BEGIN

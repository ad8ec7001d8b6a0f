//! Optional write-through persistence for jobs and reports.
//!
//! The core pipeline never reads from this collaborator — status and
//! report reads are always served from the in-memory job registry. When no
//! persistence URI is configured, [`NoopReportStore`] is used and every
//! write is a no-op, in the style of the teacher's DAO-trait-plus-impl
//! split where a null object stands in for an absent backing store.
use anyhow::Result;
use async_trait::async_trait;
use chrono::{DateTime, Utc};
use sqlx::PgPool;
use uuid::Uuid;

use crate::job::types::{JobStatus, ResearchRequest};

#[async_trait]
pub(crate) trait ReportStore: Send + Sync {
    async fn save_job(
        &self,
        job_id: Uuid,
        request: &ResearchRequest,
        status: JobStatus,
        updated_at: DateTime<Utc>,
    ) -> Result<()>;

    async fn save_report(&self, job_id: Uuid, report: &str) -> Result<()>;
}

/// `sqlx::PgPool`-backed write-through store.
pub(crate) struct PostgresReportStore {
    pool: PgPool,
}

impl PostgresReportStore {
    #[must_use]
    pub(crate) fn new(pool: PgPool) -> Self {
        Self { pool }
    }
}

#[async_trait]
impl ReportStore for PostgresReportStore {
    async fn save_job(
        &self,
        job_id: Uuid,
        request: &ResearchRequest,
        status: JobStatus,
        updated_at: DateTime<Utc>,
    ) -> Result<()> {
        sqlx::query(
            r"
            INSERT INTO jobs (job_id, company, company_url, industry, hq_location, status, updated_at)
            VALUES ($1, $2, $3, $4, $5, $6, $7)
            ON CONFLICT (job_id) DO UPDATE SET status = $6, updated_at = $7
            ",
        )
        .bind(job_id)
        .bind(&request.company)
        .bind(&request.company_url)
        .bind(&request.industry)
        .bind(&request.hq_location)
        .bind(status_label(status))
        .bind(updated_at)
        .execute(&self.pool)
        .await?;

        Ok(())
    }

    async fn save_report(&self, job_id: Uuid, report: &str) -> Result<()> {
        sqlx::query(
            r"
            INSERT INTO reports (job_id, report)
            VALUES ($1, $2)
            ON CONFLICT (job_id) DO UPDATE SET report = $2
            ",
        )
        .bind(job_id)
        .bind(report)
        .execute(&self.pool)
        .await?;

        Ok(())
    }
}

fn status_label(status: JobStatus) -> &'static str {
    match status {
        JobStatus::Pending => "pending",
        JobStatus::Processing => "processing",
        JobStatus::Completed => "completed",
        JobStatus::Failed => "failed",
    }
}

/// No-op store used when no persistence URI is configured.
pub(crate) struct NoopReportStore;

#[async_trait]
impl ReportStore for NoopReportStore {
    async fn save_job(
        &self,
        _job_id: Uuid,
        _request: &ResearchRequest,
        _status: JobStatus,
        _updated_at: DateTime<Utc>,
    ) -> Result<()> {
        Ok(())
    }

    async fn save_report(&self, _job_id: Uuid, _report: &str) -> Result<()> {
        Ok(())
    }
}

END

THE PROBLEM:
Going line by line through the data, tally each one that includes the string "INSERT", and answer with the tally only.

EXERCISE SOLUTION:
2